Castle: I wanted to show the complexities, the beautiful nuances of these friendships, especially with girls at a certain age, when some of us have crushes, some of us do not have crushes, some of us are having body issues. . . . Some of us just want to be left alone to play video games. I wanted to show that this big thing—your father going to prison—doesn’t go away, but it’s also not your whole life. When I wasn’t waiting for the phone to ring and fearing that I’d get my seven minutes on the phone with my father and find out something terrible happened to him that day, I was at the mall with my friends or at the movies. I do believe that every young person has their version of that. Sometimes it’s harder, sometimes it’s easier, but I love the idea that those two things live together because that’s just how life is. It is always thorny. It’s just that the stakes change from time to time.

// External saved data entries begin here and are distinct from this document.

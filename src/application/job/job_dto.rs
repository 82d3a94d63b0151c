use chrono::{DateTime, NaiveDate, Utc};
use rust_decimal::Decimal;
use serde::Serialize;

use crate::domain::job::{Job, Transition};
use crate::domain::shared::Location;

/// Job as returned to clients
#[derive(Debug, Clone, Serialize)]
pub struct JobDto {
  pub id: String,
  pub reference: String,
  pub status: String,
  pub priority: String,
  pub customer_id: Option<String>,
  pub carrier_id: Option<String>,
  pub vehicle_id: Option<String>,
  pub driver_id: Option<String>,
  pub pickup: Location,
  pub delivery: Location,
  pub pickup_date: Option<NaiveDate>,
  pub delivery_date: Option<NaiveDate>,
  pub value: Decimal,
  pub currency: String,
  pub agreed_cost_gbp: Option<Decimal>,
  pub pod_uploaded: bool,
  pub pod_document_id: Option<String>,
  pub issue_details: Option<String>,
  pub status_before_issue: Option<String>,
  pub self_invoiced: Option<bool>,
  pub invoice_id: Option<String>,
  pub self_invoice_id: Option<String>,
  pub ready_for_invoicing: bool,
  pub notes: Option<String>,
  pub created_at: DateTime<Utc>,
  pub updated_at: DateTime<Utc>,
}

impl From<Job> for JobDto {
  fn from(job: Job) -> Self {
    let ready_for_invoicing = job.is_ready_for_invoicing();
    Self {
      id: job.id.into(),
      reference: job.reference.into_inner(),
      status: job.status.as_str().to_string(),
      priority: job.priority.as_str().to_string(),
      customer_id: job.customer_id.map(Into::into),
      carrier_id: job.carrier_id.map(Into::into),
      vehicle_id: job.vehicle_id,
      driver_id: job.driver_id,
      pickup: job.pickup,
      delivery: job.delivery,
      pickup_date: job.pickup_date,
      delivery_date: job.delivery_date,
      value: job.value.amount,
      currency: job.value.currency.as_str().to_string(),
      agreed_cost_gbp: job.agreed_cost_gbp,
      pod_uploaded: job.pod_uploaded,
      pod_document_id: job.pod_document_id,
      issue_details: job.issue_details,
      status_before_issue: job.status_before_issue.map(|s| s.as_str().to_string()),
      self_invoiced: job.self_invoiced,
      invoice_id: job.invoice_id.map(Into::into),
      self_invoice_id: job.self_invoice_id.map(Into::into),
      ready_for_invoicing,
      notes: job.notes,
      created_at: job.created_at,
      updated_at: job.updated_at,
    }
  }
}

/// A declared next step out of a job's current status
#[derive(Debug, Clone, Serialize)]
pub struct TransitionDto {
  pub to: String,
  pub label: String,
  pub action: Option<String>,
}

impl From<&Transition> for TransitionDto {
  fn from(transition: &Transition) -> Self {
    Self {
      to: transition.to.as_str().to_string(),
      label: transition.label.to_string(),
      action: transition.action.map(|a| a.as_str().to_string()),
    }
  }
}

Rumpus: What does “YA” mean to you?

Castle: I think it’s a mirror and a window. We love the term “coming of age,” but we’re always coming of age. There’s always a different time. We pin it to young adult literature because we think “coming of age” means puberty—becoming an adult, whatever that means societally, physically, romantically, platonically—but honestly, getting into your thirties is a different thing. Becoming middle-aged is a very different thing. And so on. Yes, we are writing for an audience that is experiencing a lot of things for the first time and hopefully giving them a guide and to say, “I see you, I’ve been you, I’m with you,” but also for adults to go back and say, “You know, I’m still this person inside, in so many ways.” I think the older we get, we change, but we still love what we love. We still have the same little shames and little happies and all these things that make us us from when we first started becoming whoever we were going to be.

Rumpus: How do you approach writing for a younger audience differently, or do you approach it differently?

Castle: Because my story is a memoir, it doesn’t end. It’s not an adult memoir about a divorce or a death, even. It’s this theme in my life, this very fraught time. I don’t graduate from high school, I don’t get married. I don’t do anything like that. It’s a quiet ending because it’s not an ending for me personally. My editor said that in YA, we might try to end by being on the road to being okay, which isn’t to say everything gets tied up in a bow, but that hope matters. You have to not terrify young people into thinking that the end is coming, because it’s not. As young people, no matter how bad the situation is, we look to books to tell us that not only can it get better but that it can become stranger or more exciting and more fulfilling. For me, writing for a younger audience meant writing the truth, knowing that it was going to be complicated and sad and difficult like it was in my lived experience, but also thinking a young person is going to read this who might be having this experience right now. I would never drop them in the deep end and say, “I went through this. You just gotta do it too.” I want to help them swim.

Rumpus: How would the story be different if you wrote a book for adults?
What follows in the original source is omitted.